# [TASK REQUIREMENTS]
Comb the records below for the string "that" and copy each line where it turns up.

___ DATA TO PROCESS ___

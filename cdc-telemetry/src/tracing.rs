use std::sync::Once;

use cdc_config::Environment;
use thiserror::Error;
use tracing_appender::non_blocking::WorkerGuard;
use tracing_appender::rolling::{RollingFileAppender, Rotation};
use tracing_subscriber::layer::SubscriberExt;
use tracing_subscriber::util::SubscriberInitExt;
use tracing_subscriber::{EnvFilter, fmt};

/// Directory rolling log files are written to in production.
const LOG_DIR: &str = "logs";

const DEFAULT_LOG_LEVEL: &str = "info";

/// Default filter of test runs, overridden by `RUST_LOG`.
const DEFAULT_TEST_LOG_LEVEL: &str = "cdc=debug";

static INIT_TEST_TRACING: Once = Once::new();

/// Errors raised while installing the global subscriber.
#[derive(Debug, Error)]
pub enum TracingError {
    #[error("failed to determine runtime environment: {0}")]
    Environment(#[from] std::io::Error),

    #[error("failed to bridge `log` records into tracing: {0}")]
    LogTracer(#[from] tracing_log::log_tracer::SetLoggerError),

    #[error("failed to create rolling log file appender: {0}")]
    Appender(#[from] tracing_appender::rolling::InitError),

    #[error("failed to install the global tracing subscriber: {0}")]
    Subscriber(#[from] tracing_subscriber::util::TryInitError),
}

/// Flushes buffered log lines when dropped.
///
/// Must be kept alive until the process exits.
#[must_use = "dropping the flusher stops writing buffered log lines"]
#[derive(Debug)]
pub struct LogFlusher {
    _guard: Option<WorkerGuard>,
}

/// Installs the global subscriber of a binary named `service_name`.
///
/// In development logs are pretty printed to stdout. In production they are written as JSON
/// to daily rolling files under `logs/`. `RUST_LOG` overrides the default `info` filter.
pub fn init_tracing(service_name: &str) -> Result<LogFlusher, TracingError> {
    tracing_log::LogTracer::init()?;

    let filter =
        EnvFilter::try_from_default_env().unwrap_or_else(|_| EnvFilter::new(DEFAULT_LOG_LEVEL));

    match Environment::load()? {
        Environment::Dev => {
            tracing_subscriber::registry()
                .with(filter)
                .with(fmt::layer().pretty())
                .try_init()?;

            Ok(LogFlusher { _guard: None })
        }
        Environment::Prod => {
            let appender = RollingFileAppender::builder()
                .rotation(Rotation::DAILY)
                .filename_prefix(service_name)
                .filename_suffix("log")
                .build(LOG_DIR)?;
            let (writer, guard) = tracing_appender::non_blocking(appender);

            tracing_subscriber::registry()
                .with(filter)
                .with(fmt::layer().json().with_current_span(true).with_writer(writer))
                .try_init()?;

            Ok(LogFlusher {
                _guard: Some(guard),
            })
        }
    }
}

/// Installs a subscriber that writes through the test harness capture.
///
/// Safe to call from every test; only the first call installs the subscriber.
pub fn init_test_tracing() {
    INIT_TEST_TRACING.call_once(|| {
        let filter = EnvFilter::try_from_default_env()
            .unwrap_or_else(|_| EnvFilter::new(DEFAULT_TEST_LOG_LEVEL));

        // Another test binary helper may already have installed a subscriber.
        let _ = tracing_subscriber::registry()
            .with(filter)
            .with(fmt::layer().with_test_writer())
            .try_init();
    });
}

___
___ DATA TO PROCESS ___

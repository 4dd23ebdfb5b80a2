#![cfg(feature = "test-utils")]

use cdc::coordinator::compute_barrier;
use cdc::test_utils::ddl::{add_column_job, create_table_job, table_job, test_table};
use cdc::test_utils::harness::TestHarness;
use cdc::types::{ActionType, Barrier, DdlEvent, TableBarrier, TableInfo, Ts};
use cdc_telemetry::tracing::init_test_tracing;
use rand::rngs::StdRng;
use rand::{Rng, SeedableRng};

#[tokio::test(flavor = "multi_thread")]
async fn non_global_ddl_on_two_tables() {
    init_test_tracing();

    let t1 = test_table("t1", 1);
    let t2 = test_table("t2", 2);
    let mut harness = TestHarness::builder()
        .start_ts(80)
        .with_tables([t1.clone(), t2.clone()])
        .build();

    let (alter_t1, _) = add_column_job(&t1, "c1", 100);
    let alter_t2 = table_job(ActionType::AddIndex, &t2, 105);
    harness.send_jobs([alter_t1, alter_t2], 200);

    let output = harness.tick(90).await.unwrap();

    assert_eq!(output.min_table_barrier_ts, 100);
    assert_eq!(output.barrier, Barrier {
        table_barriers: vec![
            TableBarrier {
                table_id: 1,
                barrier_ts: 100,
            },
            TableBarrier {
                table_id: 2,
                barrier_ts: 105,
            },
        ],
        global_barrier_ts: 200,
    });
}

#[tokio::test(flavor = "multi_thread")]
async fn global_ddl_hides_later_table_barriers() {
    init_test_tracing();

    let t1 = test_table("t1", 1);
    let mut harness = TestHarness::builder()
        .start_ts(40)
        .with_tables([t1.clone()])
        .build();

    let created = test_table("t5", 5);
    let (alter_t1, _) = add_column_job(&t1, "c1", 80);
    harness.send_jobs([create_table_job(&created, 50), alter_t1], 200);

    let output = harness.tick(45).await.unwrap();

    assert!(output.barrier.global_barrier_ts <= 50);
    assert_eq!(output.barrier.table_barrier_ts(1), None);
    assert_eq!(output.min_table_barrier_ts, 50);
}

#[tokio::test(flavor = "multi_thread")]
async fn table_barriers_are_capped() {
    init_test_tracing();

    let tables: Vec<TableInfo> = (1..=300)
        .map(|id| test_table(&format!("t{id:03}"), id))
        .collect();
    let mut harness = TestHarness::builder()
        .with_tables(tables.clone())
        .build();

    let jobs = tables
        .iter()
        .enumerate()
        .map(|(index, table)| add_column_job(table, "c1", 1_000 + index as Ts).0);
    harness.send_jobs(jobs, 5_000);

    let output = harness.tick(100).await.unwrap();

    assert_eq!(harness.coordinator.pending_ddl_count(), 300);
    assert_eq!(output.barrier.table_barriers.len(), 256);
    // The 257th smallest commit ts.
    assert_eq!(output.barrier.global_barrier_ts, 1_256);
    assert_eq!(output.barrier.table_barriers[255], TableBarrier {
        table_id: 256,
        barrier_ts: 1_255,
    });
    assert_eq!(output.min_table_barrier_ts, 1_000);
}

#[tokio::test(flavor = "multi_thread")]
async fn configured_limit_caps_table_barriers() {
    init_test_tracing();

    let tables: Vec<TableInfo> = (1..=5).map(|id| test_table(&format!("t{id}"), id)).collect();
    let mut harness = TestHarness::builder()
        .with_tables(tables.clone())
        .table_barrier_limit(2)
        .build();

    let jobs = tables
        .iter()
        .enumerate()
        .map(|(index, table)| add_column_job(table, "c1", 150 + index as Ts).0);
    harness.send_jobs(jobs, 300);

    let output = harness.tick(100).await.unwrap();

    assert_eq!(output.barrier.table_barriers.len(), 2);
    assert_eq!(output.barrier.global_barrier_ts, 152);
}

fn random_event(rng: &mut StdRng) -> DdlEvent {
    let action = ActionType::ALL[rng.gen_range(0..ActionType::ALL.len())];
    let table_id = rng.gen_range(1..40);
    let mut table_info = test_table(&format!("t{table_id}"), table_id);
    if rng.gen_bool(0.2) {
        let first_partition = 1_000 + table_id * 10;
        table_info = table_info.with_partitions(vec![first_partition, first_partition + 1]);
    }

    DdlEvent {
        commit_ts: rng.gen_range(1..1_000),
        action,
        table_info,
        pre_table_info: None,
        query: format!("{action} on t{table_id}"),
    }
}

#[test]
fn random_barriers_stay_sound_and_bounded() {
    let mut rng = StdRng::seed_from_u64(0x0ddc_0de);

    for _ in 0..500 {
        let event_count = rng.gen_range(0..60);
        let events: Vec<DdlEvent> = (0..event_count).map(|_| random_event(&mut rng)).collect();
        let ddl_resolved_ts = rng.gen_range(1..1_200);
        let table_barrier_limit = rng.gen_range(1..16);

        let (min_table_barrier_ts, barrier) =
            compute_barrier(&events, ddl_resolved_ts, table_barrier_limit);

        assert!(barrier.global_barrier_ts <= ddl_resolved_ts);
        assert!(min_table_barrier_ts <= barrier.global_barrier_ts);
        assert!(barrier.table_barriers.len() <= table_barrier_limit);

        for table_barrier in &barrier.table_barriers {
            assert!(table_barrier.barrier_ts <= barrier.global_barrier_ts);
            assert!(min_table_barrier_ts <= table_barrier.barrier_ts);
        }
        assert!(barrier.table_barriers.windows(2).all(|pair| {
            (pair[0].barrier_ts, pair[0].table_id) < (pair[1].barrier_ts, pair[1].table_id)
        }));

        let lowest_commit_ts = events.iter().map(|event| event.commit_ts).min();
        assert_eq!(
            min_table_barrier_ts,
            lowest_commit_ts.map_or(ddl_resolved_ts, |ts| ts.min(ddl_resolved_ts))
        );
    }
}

___
___ DATA TO PROCESS ___

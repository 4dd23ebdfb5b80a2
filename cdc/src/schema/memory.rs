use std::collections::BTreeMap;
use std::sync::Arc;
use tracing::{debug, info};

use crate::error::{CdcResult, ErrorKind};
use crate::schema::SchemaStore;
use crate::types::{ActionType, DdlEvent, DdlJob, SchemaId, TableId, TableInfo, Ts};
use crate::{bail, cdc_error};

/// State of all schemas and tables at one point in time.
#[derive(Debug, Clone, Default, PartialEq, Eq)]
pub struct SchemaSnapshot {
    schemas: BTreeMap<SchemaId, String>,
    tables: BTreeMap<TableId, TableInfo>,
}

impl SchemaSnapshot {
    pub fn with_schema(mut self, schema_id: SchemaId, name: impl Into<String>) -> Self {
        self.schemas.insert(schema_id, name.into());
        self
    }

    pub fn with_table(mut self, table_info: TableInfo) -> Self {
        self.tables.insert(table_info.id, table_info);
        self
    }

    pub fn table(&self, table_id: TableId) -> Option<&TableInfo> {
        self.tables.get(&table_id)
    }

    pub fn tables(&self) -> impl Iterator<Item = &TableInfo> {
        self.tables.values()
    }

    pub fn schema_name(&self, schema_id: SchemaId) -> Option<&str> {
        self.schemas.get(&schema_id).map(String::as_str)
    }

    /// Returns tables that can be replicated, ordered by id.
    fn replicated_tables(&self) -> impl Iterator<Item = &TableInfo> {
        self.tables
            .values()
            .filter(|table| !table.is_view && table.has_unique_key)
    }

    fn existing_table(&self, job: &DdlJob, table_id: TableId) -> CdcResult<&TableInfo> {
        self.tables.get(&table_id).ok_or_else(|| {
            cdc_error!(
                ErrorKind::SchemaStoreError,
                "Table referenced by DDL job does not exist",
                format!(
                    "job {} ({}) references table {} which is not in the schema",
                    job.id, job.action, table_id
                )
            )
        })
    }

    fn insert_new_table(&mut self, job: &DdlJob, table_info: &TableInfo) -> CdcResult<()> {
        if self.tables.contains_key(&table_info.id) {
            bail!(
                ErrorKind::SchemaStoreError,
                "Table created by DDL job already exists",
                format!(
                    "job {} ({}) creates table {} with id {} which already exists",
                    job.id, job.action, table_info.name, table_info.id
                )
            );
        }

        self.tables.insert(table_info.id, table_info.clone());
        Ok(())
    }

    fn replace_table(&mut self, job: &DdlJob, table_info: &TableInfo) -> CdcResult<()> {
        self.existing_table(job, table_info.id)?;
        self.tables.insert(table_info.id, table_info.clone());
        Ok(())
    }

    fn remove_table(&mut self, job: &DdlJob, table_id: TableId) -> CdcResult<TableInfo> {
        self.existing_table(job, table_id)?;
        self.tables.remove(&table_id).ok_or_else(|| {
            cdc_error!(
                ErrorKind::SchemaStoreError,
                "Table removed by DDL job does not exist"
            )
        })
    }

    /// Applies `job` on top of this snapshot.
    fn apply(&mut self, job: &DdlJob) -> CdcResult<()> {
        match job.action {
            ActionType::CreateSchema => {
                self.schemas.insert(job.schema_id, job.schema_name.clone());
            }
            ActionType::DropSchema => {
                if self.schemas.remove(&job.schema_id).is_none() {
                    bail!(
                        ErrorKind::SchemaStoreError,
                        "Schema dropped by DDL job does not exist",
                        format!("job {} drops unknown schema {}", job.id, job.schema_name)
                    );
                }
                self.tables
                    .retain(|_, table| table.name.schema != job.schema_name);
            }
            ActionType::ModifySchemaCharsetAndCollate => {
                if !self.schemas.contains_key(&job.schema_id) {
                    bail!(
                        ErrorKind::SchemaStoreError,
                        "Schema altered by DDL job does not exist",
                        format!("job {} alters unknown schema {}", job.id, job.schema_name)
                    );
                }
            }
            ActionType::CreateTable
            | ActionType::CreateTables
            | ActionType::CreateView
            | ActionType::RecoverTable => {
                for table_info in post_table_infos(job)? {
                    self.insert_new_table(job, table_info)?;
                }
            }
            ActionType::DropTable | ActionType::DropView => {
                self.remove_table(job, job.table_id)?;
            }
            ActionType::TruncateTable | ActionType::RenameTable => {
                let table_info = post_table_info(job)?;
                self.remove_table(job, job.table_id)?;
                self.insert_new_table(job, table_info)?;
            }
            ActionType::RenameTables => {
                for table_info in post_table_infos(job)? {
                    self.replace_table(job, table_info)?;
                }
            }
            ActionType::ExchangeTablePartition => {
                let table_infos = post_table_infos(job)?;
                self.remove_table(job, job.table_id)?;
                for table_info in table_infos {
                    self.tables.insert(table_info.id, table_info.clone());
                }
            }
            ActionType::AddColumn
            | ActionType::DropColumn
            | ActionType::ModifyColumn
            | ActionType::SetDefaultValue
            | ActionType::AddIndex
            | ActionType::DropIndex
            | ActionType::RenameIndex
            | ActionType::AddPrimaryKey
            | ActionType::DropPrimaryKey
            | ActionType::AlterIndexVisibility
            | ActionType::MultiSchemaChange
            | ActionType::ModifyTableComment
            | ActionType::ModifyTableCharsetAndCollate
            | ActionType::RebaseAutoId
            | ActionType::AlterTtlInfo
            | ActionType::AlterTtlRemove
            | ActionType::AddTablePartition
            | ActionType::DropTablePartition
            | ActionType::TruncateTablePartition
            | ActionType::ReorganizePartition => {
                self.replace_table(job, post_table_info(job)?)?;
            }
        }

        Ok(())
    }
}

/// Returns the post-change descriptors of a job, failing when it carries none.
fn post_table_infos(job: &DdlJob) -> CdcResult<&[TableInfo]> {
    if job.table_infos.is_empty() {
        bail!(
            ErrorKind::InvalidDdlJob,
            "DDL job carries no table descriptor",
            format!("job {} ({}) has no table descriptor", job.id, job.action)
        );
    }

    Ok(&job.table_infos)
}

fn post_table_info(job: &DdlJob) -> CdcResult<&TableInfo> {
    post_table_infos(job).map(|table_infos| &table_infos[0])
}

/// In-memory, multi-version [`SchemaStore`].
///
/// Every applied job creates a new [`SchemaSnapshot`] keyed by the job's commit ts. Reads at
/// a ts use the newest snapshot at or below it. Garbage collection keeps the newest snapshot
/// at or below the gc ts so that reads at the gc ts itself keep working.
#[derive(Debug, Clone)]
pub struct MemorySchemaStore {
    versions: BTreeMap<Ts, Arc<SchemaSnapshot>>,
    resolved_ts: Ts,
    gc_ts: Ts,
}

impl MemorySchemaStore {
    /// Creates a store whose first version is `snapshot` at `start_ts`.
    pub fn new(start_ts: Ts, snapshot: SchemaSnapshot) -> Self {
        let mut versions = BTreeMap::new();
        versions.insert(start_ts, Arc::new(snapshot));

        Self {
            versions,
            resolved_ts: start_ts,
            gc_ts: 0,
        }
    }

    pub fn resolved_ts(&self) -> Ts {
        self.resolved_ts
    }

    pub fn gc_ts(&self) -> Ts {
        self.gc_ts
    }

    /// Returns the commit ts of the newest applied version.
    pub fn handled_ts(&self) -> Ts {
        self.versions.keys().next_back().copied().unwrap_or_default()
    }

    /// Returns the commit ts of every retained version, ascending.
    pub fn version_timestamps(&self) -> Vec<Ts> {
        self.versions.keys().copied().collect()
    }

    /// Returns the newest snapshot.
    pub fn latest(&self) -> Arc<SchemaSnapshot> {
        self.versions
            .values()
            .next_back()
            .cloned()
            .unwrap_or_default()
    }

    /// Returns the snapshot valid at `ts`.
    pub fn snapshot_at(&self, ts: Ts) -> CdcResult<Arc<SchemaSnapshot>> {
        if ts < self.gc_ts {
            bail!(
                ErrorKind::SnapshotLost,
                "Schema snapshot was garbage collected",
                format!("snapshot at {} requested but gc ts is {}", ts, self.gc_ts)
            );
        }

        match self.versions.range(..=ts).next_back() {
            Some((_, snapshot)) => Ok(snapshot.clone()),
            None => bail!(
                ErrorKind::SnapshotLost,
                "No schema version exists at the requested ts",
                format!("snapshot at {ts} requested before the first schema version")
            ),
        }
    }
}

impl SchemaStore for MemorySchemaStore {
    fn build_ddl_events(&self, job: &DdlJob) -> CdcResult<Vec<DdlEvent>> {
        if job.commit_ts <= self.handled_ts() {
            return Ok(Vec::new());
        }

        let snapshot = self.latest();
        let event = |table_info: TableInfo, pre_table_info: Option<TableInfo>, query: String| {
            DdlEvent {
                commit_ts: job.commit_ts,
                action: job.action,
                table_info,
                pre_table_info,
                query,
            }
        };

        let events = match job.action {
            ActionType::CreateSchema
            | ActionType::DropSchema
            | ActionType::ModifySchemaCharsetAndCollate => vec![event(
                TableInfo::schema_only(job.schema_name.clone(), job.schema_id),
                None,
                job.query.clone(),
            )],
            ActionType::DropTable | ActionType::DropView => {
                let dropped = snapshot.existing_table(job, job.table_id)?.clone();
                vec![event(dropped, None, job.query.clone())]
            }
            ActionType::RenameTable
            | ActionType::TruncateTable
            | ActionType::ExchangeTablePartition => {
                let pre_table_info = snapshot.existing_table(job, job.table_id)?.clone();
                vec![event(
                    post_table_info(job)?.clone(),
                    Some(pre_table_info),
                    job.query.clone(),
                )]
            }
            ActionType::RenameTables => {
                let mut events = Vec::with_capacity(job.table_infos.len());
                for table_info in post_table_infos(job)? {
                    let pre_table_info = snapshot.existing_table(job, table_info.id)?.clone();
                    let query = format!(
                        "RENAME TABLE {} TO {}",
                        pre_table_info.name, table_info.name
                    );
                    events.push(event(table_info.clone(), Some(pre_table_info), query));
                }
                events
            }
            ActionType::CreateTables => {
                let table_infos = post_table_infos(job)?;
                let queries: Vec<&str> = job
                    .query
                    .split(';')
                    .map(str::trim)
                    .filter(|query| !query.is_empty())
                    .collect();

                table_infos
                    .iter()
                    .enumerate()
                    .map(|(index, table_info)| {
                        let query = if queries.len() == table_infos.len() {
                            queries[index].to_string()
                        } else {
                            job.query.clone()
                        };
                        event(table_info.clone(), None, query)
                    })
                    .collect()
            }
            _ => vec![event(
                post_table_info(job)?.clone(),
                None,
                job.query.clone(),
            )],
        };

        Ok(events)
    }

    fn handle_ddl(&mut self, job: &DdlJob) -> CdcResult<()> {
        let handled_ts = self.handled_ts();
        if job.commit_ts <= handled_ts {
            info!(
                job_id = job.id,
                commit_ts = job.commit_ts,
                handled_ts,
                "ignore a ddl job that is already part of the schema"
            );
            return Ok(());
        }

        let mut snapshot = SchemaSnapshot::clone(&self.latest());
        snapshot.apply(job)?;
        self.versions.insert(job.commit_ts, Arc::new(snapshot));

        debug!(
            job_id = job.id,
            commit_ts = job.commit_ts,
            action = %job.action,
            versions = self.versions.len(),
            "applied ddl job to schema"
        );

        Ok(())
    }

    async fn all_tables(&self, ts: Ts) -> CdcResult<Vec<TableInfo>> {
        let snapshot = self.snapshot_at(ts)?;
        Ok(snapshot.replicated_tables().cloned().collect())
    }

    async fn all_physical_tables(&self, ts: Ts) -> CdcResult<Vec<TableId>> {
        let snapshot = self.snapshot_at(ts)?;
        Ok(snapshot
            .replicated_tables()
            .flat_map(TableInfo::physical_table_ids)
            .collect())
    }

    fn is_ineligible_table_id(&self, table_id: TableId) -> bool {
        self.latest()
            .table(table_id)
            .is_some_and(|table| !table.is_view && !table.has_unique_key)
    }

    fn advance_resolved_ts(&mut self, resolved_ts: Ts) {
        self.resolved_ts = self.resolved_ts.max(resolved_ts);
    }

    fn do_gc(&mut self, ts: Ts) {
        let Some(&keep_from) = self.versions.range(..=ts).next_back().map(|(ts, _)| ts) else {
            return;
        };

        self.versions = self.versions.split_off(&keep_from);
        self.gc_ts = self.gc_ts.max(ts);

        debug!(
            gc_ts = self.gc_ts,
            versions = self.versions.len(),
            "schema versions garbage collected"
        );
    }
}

___

# [RESULT OF THE EXERCISE]
/// Installs a subscriber that writes through the test harness capture.
    /// Returns tables that can be replicated, ordered by id.
/// at or below the gc ts so that reads at the gc ts itself keep working.
                "ignore a ddl job that is already part of the schema"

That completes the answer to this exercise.